Пушкин говорил с горячностью, и в этой горячности было желание показать отцу, что он вполне может жить без всякой помощи, без подачек, полагаясь на литературный свой труд и доходы.
- И что теперь делать?! - восклицал он. - Отказаться от переиздания "Кавказского пленника"? Потому что русский текст в издании Ольдекопа. Меня грабят!
- Что же, - посоветовал Сергей Львович, - пошли доверенность друзьям: Дельвигу в Петербург, Вяземскому в Москву - пусть остановят продажу. Три правую, - повелел он девушке.
- Но для доверенности нужна гербовая бумага, - горячился Пушкин. - А гербовая бумага в городе. Не ехать же мне снова в Псков!
- Нет, нет, тебе ехать нельзя, - поспешно согласился Сергей Львович. - Увы, не разрешено.
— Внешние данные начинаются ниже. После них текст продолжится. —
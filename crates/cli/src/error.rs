// SPDX-License-Identifier: BUSL-1.1
// Copyright (c) 2026 Alfred Jean LLC

//! User-friendly error display with context and suggestions.

use evr_engine::ServiceError;
use evr_storage::{StoreError, WalError};
use std::fmt;

/// Exit code for lock contention in non-blocking mode; the write can be retried
pub const EXIT_CONFLICT: u8 = 2;
/// Exit code for a missing resource
pub const EXIT_NOT_FOUND: u8 = 3;

/// Error with context and recovery suggestions for user-friendly display.
#[derive(Debug)]
pub struct CliError {
    /// What went wrong
    pub message: String,
    /// Why it might have happened
    pub context: Vec<String>,
    /// How to fix it
    pub suggestions: Vec<String>,
    pub exit_code: u8,
    /// Original error if any
    pub source: Option<Box<dyn std::error::Error + Send + Sync>>,
}

impl CliError {
    pub fn new(message: impl Into<String>) -> Self {
        Self {
            message: message.into(),
            context: Vec::new(),
            suggestions: Vec::new(),
            exit_code: 1,
            source: None,
        }
    }

    pub fn with_context(mut self, ctx: impl Into<String>) -> Self {
        self.context.push(ctx.into());
        self
    }

    pub fn with_suggestion(mut self, suggestion: impl Into<String>) -> Self {
        self.suggestions.push(suggestion.into());
        self
    }

    pub fn with_exit_code(mut self, code: u8) -> Self {
        self.exit_code = code;
        self
    }

    pub fn with_source<E: std::error::Error + Send + Sync + 'static>(mut self, source: E) -> Self {
        self.source = Some(Box::new(source));
        self
    }

    /// Another writer holds the resource lock
    pub fn conflict(kind: &str, id: &str) -> Self {
        CliError::new(format!("{} '{}' is locked by another writer", kind, id))
            .with_context("Non-blocking mode rejects writes instead of waiting")
            .with_suggestion("Retry the command")
            .with_suggestion("Wait for the lock instead: --lock-mode blocking")
            .with_exit_code(EXIT_CONFLICT)
    }

    pub fn not_found(kind: &str, id: &str) -> Self {
        CliError::new(format!("{} '{}' not found", kind, id))
            .with_context("The resource may never have existed or was deleted")
            .with_suggestion(format!("List live resources: evr resource list {}", kind))
            .with_exit_code(EXIT_NOT_FOUND)
    }

    pub fn wal_corruption(offset: u64) -> Self {
        CliError::new("WAL checksum mismatch detected")
            .with_context(format!("Corruption detected at byte offset {}", offset))
            .with_context("This may be caused by disk corruption or a foreign writer")
    }
}

impl From<ServiceError> for CliError {
    fn from(err: ServiceError) -> Self {
        match err {
            ServiceError::Conflict { kind, id } => CliError::conflict(&kind, &id),
            ServiceError::NotFound { kind, id } => CliError::not_found(&kind, &id),
            ServiceError::Store(StoreError::Wal(WalError::Corrupted { offset, reason })) => {
                CliError::wal_corruption(offset).with_context(reason)
            }
            other => CliError::new(other.to_string()).with_source(other),
        }
    }
}

impl fmt::Display for CliError {
    fn fmt(&self, f: &mut fmt::Formatter<'_>) -> fmt::Result {
        writeln!(f, "error: {}", self.message)?;

        if !self.context.is_empty() {
            writeln!(f)?;
            for ctx in &self.context {
                writeln!(f, "  -> {}", ctx)?;
            }
        }

        if !self.suggestions.is_empty() {
            writeln!(f)?;
            writeln!(f, "suggestions:")?;
            for (i, suggestion) in self.suggestions.iter().enumerate() {
                writeln!(f, "  {}. {}", i + 1, suggestion)?;
            }
        }

        Ok(())
    }
}

impl std::error::Error for CliError {
    fn source(&self) -> Option<&(dyn std::error::Error + 'static)> {
        self.source
            .as_ref()
            .map(|e| e.as_ref() as &(dyn std::error::Error + 'static))
    }
}
// SPDX-License-Identifier: BUSL-1.1
// Copyright (c) 2026 Alfred Jean LLC

use super::*;
use yare::parameterized;

fn pending(created_at: DateTime<Utc>) -> Event {
    Event::from_new(
        "evt-1".to_string(),
        NewEvent::new("Widgets", "w-1", EventType::Create),
        created_at,
    )
}

#[parameterized(
    create = { "Create", EventType::Create },
    update_lower = { "update", EventType::Update },
    delete_upper = { "DELETE", EventType::Delete },
)]
fn event_type_parses(input: &str, expected: EventType) {
    assert_eq!(input.parse::<EventType>(), Ok(expected));
}

#[test]
fn unknown_event_type_is_rejected() {
    let err = "upsert".parse::<EventType>().unwrap_err();
    assert_eq!(err.to_string(), "unknown event type: upsert");
}

#[test]
fn new_event_starts_pending() {
    let now = Utc::now();
    let event = pending(now);
    assert!(!event.is_reconciled());
    assert_eq!(event.created_at, now);
    assert_eq!(event.updated_at, now);
    assert!(event.deleted_at.is_none());
}

#[test]
fn reconcile_only_once() {
    let now = Utc::now();
    let mut event = pending(now);

    let first = now + chrono::Duration::seconds(5);
    assert!(event.reconcile(first));
    assert_eq!(event.reconciled_at, Some(first));

    assert!(!event.reconcile(first + chrono::Duration::seconds(5)));
    assert_eq!(event.reconciled_at, Some(first));
}

#[test]
fn reconcile_never_precedes_creation() {
    let now = Utc::now();
    let mut event = pending(now);
    assert!(event.reconcile(now - chrono::Duration::seconds(30)));
    assert_eq!(event.reconciled_at, Some(now));
}

#[test]
fn event_serializes_with_snake_case_fields() {
    let event = pending(DateTime::<Utc>::UNIX_EPOCH);
    let json = serde_json::to_value(&event).unwrap();
    assert_eq!(json["source_id"], "w-1");
    assert_eq!(json["event_type"], "Create");
    assert!(json["reconciled_at"].is_null());
    assert!(json.get("deleted_at").is_none());

    let back: Event = serde_json::from_value(json).unwrap();
    assert_eq!(back, event);
}

proptest::proptest! {
    #[test]
    fn reconciled_at_is_never_before_created_at(offset in -1_000_000i64..1_000_000) {
        let created = DateTime::<Utc>::UNIX_EPOCH + chrono::Duration::days(20_000);
        let mut event = pending(created);
        event.reconcile(created + chrono::Duration::seconds(offset));

        let reconciled = event.reconciled_at.unwrap();
        proptest::prop_assert!(reconciled >= event.created_at);
        proptest::prop_assert_eq!(event.updated_at, reconciled);
    }

    #[test]
    fn event_type_parse_ignores_case(upper in proptest::collection::vec(proptest::bool::ANY, 6)) {
        for event_type in EventType::ALL {
            let mixed: String = event_type
                .as_str()
                .chars()
                .zip(upper.iter().cycle())
                .map(|(c, up)| if *up { c.to_ascii_uppercase() } else { c.to_ascii_lowercase() })
                .collect();
            proptest::prop_assert_eq!(mixed.parse::<EventType>(), Ok(event_type));
        }
    }
}
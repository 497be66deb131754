// SPDX-License-Identifier: BUSL-1.1
// Copyright (c) 2026 Alfred Jean LLC

//! CLI command implementations

pub mod events;
pub mod reconcile;
pub mod resource;
//! Event log listing

use crate::prelude::*;

#[test]
fn writes_append_events_in_order() {
    let state = StateDir::empty();
    let id = state.create("Widgets", r#"{"species":"A"}"#);
    state
        .evr()
        .args(&["resource", "replace", "Widgets", &id, r#"{"species":"B"}"#])
        .passes();
    state
        .evr()
        .args(&["resource", "delete", "Widgets", &id])
        .passes();

    let events = state
        .evr()
        .args(&["-o", "json", "events", "list"])
        .passes()
        .json();
    let types: Vec<&str> = events
        .as_array()
        .unwrap()
        .iter()
        .map(|e| e["event_type"].as_str().unwrap())
        .collect();
    assert_eq!(types, vec!["Create", "Update", "Delete"]);
    assert!(events.as_array().unwrap().iter().all(|e| e["source_id"] == id.as_str()));
}

#[test]
fn text_listing_marks_events_pending() {
    let state = StateDir::empty();
    state.create("Widgets", r#"{"species":"A"}"#);

    state
        .evr()
        .args(&["events", "list"])
        .passes()
        .stdout_has("Widgets")
        .stdout_has("pending");
}

#[test]
fn source_filter_limits_the_listing() {
    let state = StateDir::empty();
    state.create("Widgets", r#"{"n":1}"#);
    state.create("Gadgets", r#"{"n":2}"#);

    state
        .evr()
        .args(&["events", "list", "--pending", "--source", "Gadgets"])
        .passes()
        .stdout_has("Gadgets")
        .stdout_lacks("Widgets");
}

#[test]
fn empty_log_says_so() {
    let state = StateDir::empty();
    state
        .evr()
        .args(&["events", "list"])
        .passes()
        .stdout_has("No events found.");
}
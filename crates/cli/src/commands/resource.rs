// SPDX-License-Identifier: BUSL-1.1
// Copyright (c) 2026 Alfred Jean LLC

//! Resource commands

use anyhow::Context;
use clap::Subcommand;
use evr_engine::LockMode;

use crate::error::CliError;
use crate::output::{print, print_list, OutputFormat, ResourceRow};
use crate::state::StateDir;

#[derive(Subcommand)]
pub enum ResourceCommand {
    /// Create a resource and emit a Create event
    Create {
        /// Resource kind, also the event source (e.g. Widgets)
        kind: String,
        /// Spec as a JSON document
        spec: String,
    },
    /// Replace a resource's spec under its lock and emit an Update event
    Replace {
        kind: String,
        id: String,
        /// Spec as a JSON document
        spec: String,
    },
    /// Soft-delete a resource and emit a Delete event
    Delete { kind: String, id: String },
    /// Show one live resource
    Get { kind: String, id: String },
    /// List live resources of a kind
    List { kind: String },
}

pub async fn handle(
    command: ResourceCommand,
    state: &StateDir,
    mode: LockMode,
    format: OutputFormat,
) -> anyhow::Result<()> {
    let service = state.service(mode)?;

    match command {
        ResourceCommand::Create { kind, spec } => {
            let resource = service.create(&kind, parse_spec(&spec)?).map_err(CliError::from)?;
            print(&ResourceRow(resource), format);
        }
        ResourceCommand::Replace { kind, id, spec } => {
            let resource = service
                .replace(&kind, &id, parse_spec(&spec)?)
                .await
                .map_err(CliError::from)?;
            print(&ResourceRow(resource), format);
        }
        ResourceCommand::Delete { kind, id } => {
            service.delete(&kind, &id).await.map_err(CliError::from)?;
            println!("deleted {} {}", kind, id);
        }
        ResourceCommand::Get { kind, id } => {
            let resource = service.get(&kind, &id).map_err(CliError::from)?;
            print(&ResourceRow(resource), format);
        }
        ResourceCommand::List { kind } => {
            let rows: Vec<ResourceRow> = service
                .list(&kind)
                .map_err(CliError::from)?
                .into_iter()
                .map(ResourceRow)
                .collect();
            if rows.is_empty() && matches!(format, OutputFormat::Text) {
                println!("No {} found.", kind);
                return Ok(());
            }
            print_list(&rows, format);
        }
    }

    Ok(())
}

fn parse_spec(spec: &str) -> anyhow::Result<serde_json::Value> {
    serde_json::from_str(spec).with_context(|| format!("spec is not valid JSON: {}", spec))
}
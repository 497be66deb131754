// SPDX-License-Identifier: BUSL-1.1
// Copyright (c) 2026 Alfred Jean LLC

//! In-process lock table

use super::{LockError, LockFactory};
use async_trait::async_trait;
use evr_core::{IdGen, LockKey, OwnerId, SequentialIdGen};
use std::collections::HashMap;
use std::sync::atomic::{AtomicBool, Ordering};
use std::sync::{Arc, Mutex};
use tokio::sync::Notify;

#[derive(Default)]
struct Table {
    held: HashMap<LockKey, OwnerId>,
    owners: HashMap<OwnerId, LockKey>,
}

struct Shared {
    table: Mutex<Table>,
    /// Woken on every release so blocked acquirers retry
    released: Notify,
    available: AtomicBool,
    owner_ids: SequentialIdGen,
}

/// Lock factory shared by every clone; locks are scoped to this process
#[derive(Clone)]
pub struct MemoryLockFactory {
    shared: Arc<Shared>,
}

impl MemoryLockFactory {
    pub fn new() -> Self {
        Self {
            shared: Arc::new(Shared {
                table: Mutex::new(Table::default()),
                released: Notify::new(),
                available: AtomicBool::new(true),
                owner_ids: SequentialIdGen::new("owner"),
            }),
        }
    }

    /// Simulate backend loss; acquisitions fail with `Unavailable`
    pub fn set_available(&self, available: bool) {
        self.shared.available.store(available, Ordering::SeqCst);
    }

    /// Current owner of a key, if any
    pub fn holder(&self, resource_id: &str, lock_type: &str) -> Option<OwnerId> {
        let table = self.shared.table.lock().unwrap_or_else(|e| e.into_inner());
        table.held.get(&LockKey::new(resource_id, lock_type)).cloned()
    }

    fn try_acquire(&self, key: &LockKey) -> Result<Option<OwnerId>, LockError> {
        if !self.shared.available.load(Ordering::SeqCst) {
            return Err(LockError::Unavailable("memory lock table offline".to_string()));
        }

        let mut table = self.shared.table.lock().unwrap_or_else(|e| e.into_inner());
        if table.held.contains_key(key) {
            return Ok(None);
        }

        let owner = OwnerId::new(self.shared.owner_ids.next());
        table.held.insert(key.clone(), owner.clone());
        table.owners.insert(owner.clone(), key.clone());
        Ok(Some(owner))
    }
}

impl Default for MemoryLockFactory {
    fn default() -> Self {
        Self::new()
    }
}

#[async_trait]
impl LockFactory for MemoryLockFactory {
    async fn acquire_blocking(
        &self,
        resource_id: &str,
        lock_type: &str,
    ) -> Result<OwnerId, LockError> {
        let key = LockKey::new(resource_id, lock_type);
        loop {
            // Register interest before checking so a release in between is not missed
            let notified = self.shared.released.notified();
            tokio::pin!(notified);
            notified.as_mut().enable();

            if let Some(owner) = self.try_acquire(&key)? {
                return Ok(owner);
            }
            notified.await;
        }
    }

    async fn acquire_non_blocking(
        &self,
        resource_id: &str,
        lock_type: &str,
    ) -> Result<Option<OwnerId>, LockError> {
        self.try_acquire(&LockKey::new(resource_id, lock_type))
    }

    fn release(&self, owner: &OwnerId) -> bool {
        let released = {
            let mut table = self.shared.table.lock().unwrap_or_else(|e| e.into_inner());
            match table.owners.remove(owner) {
                Some(key) => {
                    table.held.remove(&key);
                    true
                }
                None => false,
            }
        };
        if released {
            self.shared.released.notify_waiters();
        }
        released
    }

    fn outstanding(&self) -> usize {
        self.shared
            .table
            .lock()
            .unwrap_or_else(|e| e.into_inner())
            .owners
            .len()
    }
}

#[cfg(test)]
#[path = "memory_tests.rs"]
mod tests;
Три левую, - сказал он девушке. - А вот что: напиши министру народного просвещения. Хотя конечно же старик Шишков отстал от века...
О нет, он был вовсе не глуп, этот Сергей Львович, потому что он отгадал тайные ходы сына. Пушкин готовился разослать разным друзьям новое послание к цензору с тайной надеждой, что рукописные списки дойдут и до Шишкова, и до самого Александра, способствуя его освобождению из ссылки. И поэтому Александра, которого в душе ненавидел, он в стихах называл "наш добрый царь"; поэтому и Шишкова, некогда непримиримого врага "Арзамаса", он в стихах именовал "министром честным" и восхвалял заслуги его перед родиной:
Сей старец дорог нам: друг чести, друг народа,
Он славен славою двенадцатого года...
То была хитрость - но что делать: tempora altri, другие времена!
- Шишков не так уж отстал от века, - возразил он отцу. - Не больше, чем сам Карамзин!
- Что? - Сергей Львович взглянул изумлённо. Карамзин, дружбой с которым он гордился? Карамзин - начало новой русской литературы. Карамзин был для него непререкаем.
- Видишь ли, - сказал сын, - само собой, Шишков в языке архаичен. Но, увы, язык Карамзина слишком слащав, полон галлицизмов... Язык требует нового развития. У нас ещё нет языка прозы, науки, метафизики... Для меня существенно, что адмирал Шишков всегда был противником мракобеса и мистика Голицына, и с новым министром народного просвещения можно ожидать послаблений в бессмысленной нашей цензуре.
- Прости меня, - сказал Сергей Львович, - защищать адмирала Шишкова с идиотским его корнесловием? С отвращением ко всему европейскому?..
Прогрессивный, либеральный Сергей Львович увещевал отсталого своего сына. Пушкин усмехнулся:
- Шишков писал, что самые звери и птицы любят место рождения своего, - что же, он прав. Но Карамзин - кто же не ценит великих его заслуг? - избегает разговорного русского просторечия...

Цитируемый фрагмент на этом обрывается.